- _Problem to work on_
Your answer should consist only of the lines below from the one with "check, in seconds" through the one with "JSON-formatted log lines", copied exactly.

- _Stored data entries_
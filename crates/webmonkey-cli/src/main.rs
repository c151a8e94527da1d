//! Web Monkey - randomized black-box feature exerciser
//!
//! The `webmonkey` command fires semi-random HTTP requests at the feature
//! endpoints of a running web application and reports how often each
//! feature answered with an acceptable status. Rounds are repeated until
//! every probe succeeds or the retry bound is reached.

use std::process::ExitCode;

use anyhow::{Context, Result};
use clap::{Parser, ValueEnum};
use tracing::{info, Level};

use webmonkey_core::{MonkeyConfig, MonkeyError};
use webmonkey_suite::{
    ConvergenceController, ConvergencePolicy, ConvergenceSummary, HttpRounds, RunReport,
    StopReason,
};

/// Report output format.
#[derive(Debug, Clone, Copy, PartialEq, Eq, ValueEnum)]
enum OutputFormat {
    /// Fixed-width table per round
    Text,
    /// One JSON document describing the whole run
    Json,
}

#[derive(Parser, Debug)]
#[command(name = "webmonkey")]
#[command(author = "Web Monkey Contributors")]
#[command(version = env!("CARGO_PKG_VERSION"))]
#[command(about = "Randomized black-box monkey tester for web applications", long_about = None)]
struct Cli {
    /// Base URL of the application under test (overrides --base-url)
    #[arg(value_name = "URL")]
    target: Option<String>,

    /// Base URL of the application under test (falls back to
    /// $MONKEY_BASE_URL, then http://localhost:8080)
    #[arg(long)]
    base_url: Option<String>,

    /// Iterations in the first round
    #[arg(short, long)]
    iterations: Option<u32>,

    /// Iterations in every retry round
    #[arg(long)]
    retry_iterations: Option<u32>,

    /// Retry rounds allowed after the first one
    #[arg(long)]
    max_rounds: Option<u32>,

    /// Pause between rounds, in milliseconds
    #[arg(long)]
    retry_pause_ms: Option<u64>,

    /// Lower bound of the random delay between probes, in milliseconds
    #[arg(long)]
    min_delay_ms: Option<u64>,

    /// Upper bound of the random delay between probes, in milliseconds
    #[arg(long)]
    max_delay_ms: Option<u64>,

    /// Disable the delay between probes
    #[arg(long)]
    no_delay: bool,

    /// Timeout of the initial reachability check, in seconds
    #[arg(long)]
    connect_timeout_secs: Option<u64>,

    /// Report format written to stdout
    #[arg(long, value_enum, default_value_t = OutputFormat::Text)]
    format: OutputFormat,

    /// Emit JSON-formatted log lines
    #[arg(long)]
    json: bool,

    /// Enable verbose output
    #[arg(short, long)]
    verbose: bool,
}

impl Cli {
    /// Apply command-line overrides on top of the environment defaults.
    fn config(&self) -> MonkeyConfig {
        let mut config = MonkeyConfig::from_env();

        if let Some(url) = self.target.as_ref().or(self.base_url.as_ref()) {
            config.base_url = url.trim().to_string();
        }
        if let Some(n) = self.iterations {
            config.initial_iterations = n;
        }
        if let Some(n) = self.retry_iterations {
            config.retry_iterations = n;
        }
        if let Some(n) = self.max_rounds {
            config.max_rounds = n;
        }
        if let Some(ms) = self.retry_pause_ms {
            config.retry_pause_ms = ms;
        }
        if let Some(ms) = self.min_delay_ms {
            config.probe_delay_min_ms = ms;
        }
        if let Some(ms) = self.max_delay_ms {
            config.probe_delay_max_ms = ms;
        }
        if let Some(secs) = self.connect_timeout_secs {
            config.connect_timeout_secs = secs;
        }

        if self.no_delay {
            config.without_delay()
        } else {
            config
        }
    }

    fn log_level(&self) -> Level {
        if self.verbose {
            Level::DEBUG
        } else {
            Level::INFO
        }
    }
}

#[tokio::main]
async fn main() -> Result<ExitCode> {
    let cli = Cli::parse();
    webmonkey_core::init_tracing(cli.json, cli.log_level());
    webmonkey_core::install_panic_hook();

    let config = cli.config();
    config.validate().context("invalid configuration")?;

    info!(
        base_url = %config.base_url,
        version = webmonkey_core::VERSION,
        "Starting monkey test"
    );

    let controller = ConvergenceController::new(ConvergencePolicy::from_config(&config));
    let mut rounds = HttpRounds::new(config.clone());
    let format = cli.format;

    let outcome = controller
        .run(&mut rounds, |report| {
            if format == OutputFormat::Text {
                print_round(report);
            }
        })
        .await;

    let summary = match outcome {
        Ok(summary) => summary,
        Err(MonkeyError::Unreachable { url, reason }) => {
            eprintln!("Error: target application is not running ({})", reason);
            eprintln!("Start the application at {} and try again.", url);
            return Ok(ExitCode::FAILURE);
        }
        Err(e) => return Err(e).context("monkey test aborted"),
    };

    match format {
        OutputFormat::Text => print_conclusion(&summary),
        OutputFormat::Json => println!("{}", serde_json::to_string_pretty(&summary)?),
    }

    Ok(ExitCode::SUCCESS)
}

fn print_round(report: &RunReport) {
    println!();
    print!("{}", report);
}

fn print_conclusion(summary: &ConvergenceSummary) {
    println!();
    if summary.final_report.is_perfect() {
        println!(
            "🎉 Every feature responded as expected (100%) after {} round(s)",
            summary.rounds
        );
        return;
    }

    if summary.stop_reason == StopReason::RoundLimit {
        println!("✗ Maximum number of rounds reached ({})", summary.rounds);
    }
    println!("Final success rate: {:.1}%", summary.final_rate());
}

#[cfg(test)]
mod tests {
    use super::*;
    use webmonkey_core::{BASE_URL_ENV, DEFAULT_BASE_URL};

    fn parse(args: &[&str]) -> Cli {
        let mut argv = vec!["webmonkey"];
        argv.extend_from_slice(args);
        Cli::try_parse_from(argv).expect("valid arguments")
    }

    #[test]
    fn test_defaults_match_config_defaults() {
        let cli = parse(&["--base-url", DEFAULT_BASE_URL]);
        assert_eq!(cli.config(), MonkeyConfig::default());
        assert_eq!(cli.format, OutputFormat::Text);
        assert_eq!(cli.log_level(), Level::INFO);
    }

    #[test]
    fn test_base_url_from_environment() {
        std::env::set_var(BASE_URL_ENV, " http://env.example:8081 ");
        let from_env = parse(&[]).config();
        let overridden = parse(&["--base-url", "http://flag.example"]).config();
        std::env::remove_var(BASE_URL_ENV);
        let unset = parse(&[]).config();

        assert_eq!(from_env.base_url, "http://env.example:8081");
        assert_eq!(overridden.base_url, "http://flag.example");
        assert_eq!(unset.base_url, DEFAULT_BASE_URL);
    }

    #[test]
    fn test_positional_target_wins() {
        let cli = parse(&["--base-url", "http://a.example", "http://b.example:3000"]);
        assert_eq!(cli.config().base_url, "http://b.example:3000");
    }

    #[test]
    fn test_overrides_are_applied() {
        let cli = parse(&[
            "http://localhost:9000",
            "--iterations",
            "2",
            "--retry-iterations",
            "1",
            "--max-rounds",
            "0",
            "--retry-pause-ms",
            "10",
            "--min-delay-ms",
            "5",
            "--max-delay-ms",
            "6",
            "--connect-timeout-secs",
            "1",
            "--format",
            "json",
            "--verbose",
        ]);
        let config = cli.config();
        assert_eq!(config.initial_iterations, 2);
        assert_eq!(config.retry_iterations, 1);
        assert_eq!(config.max_rounds, 0);
        assert_eq!(config.retry_pause_ms, 10);
        assert_eq!(config.probe_delay_min_ms, 5);
        assert_eq!(config.probe_delay_max_ms, 6);
        assert_eq!(config.connect_timeout_secs, 1);
        assert_eq!(cli.format, OutputFormat::Json);
        assert_eq!(cli.log_level(), Level::DEBUG);
        assert!(config.validate().is_ok());
    }

    #[test]
    fn test_no_delay_clears_bounds() {
        let cli = parse(&["http://localhost:9000", "--min-delay-ms", "50", "--no-delay"]);
        let config = cli.config();
        assert_eq!(config.probe_delay_min_ms, 0);
        assert_eq!(config.probe_delay_max_ms, 0);
    }

    #[test]
    fn test_invalid_values_rejected() {
        assert!(Cli::try_parse_from(["webmonkey", "--iterations", "many"]).is_err());
        assert!(Cli::try_parse_from(["webmonkey", "--format", "xml"]).is_err());

        let cli = parse(&["ftp://localhost", "--iterations", "0"]);
        assert!(cli.config().validate().is_err());
    }
}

- _Task result_
    /// Timeout of the initial reachability check, in seconds
    #[arg(long)]
    connect_timeout_secs: Option<u64>,

    /// Report format written to stdout
    #[arg(long, value_enum, default_value_t = OutputFormat::Text)]
    format: OutputFormat,

    /// Emit JSON-formatted log lines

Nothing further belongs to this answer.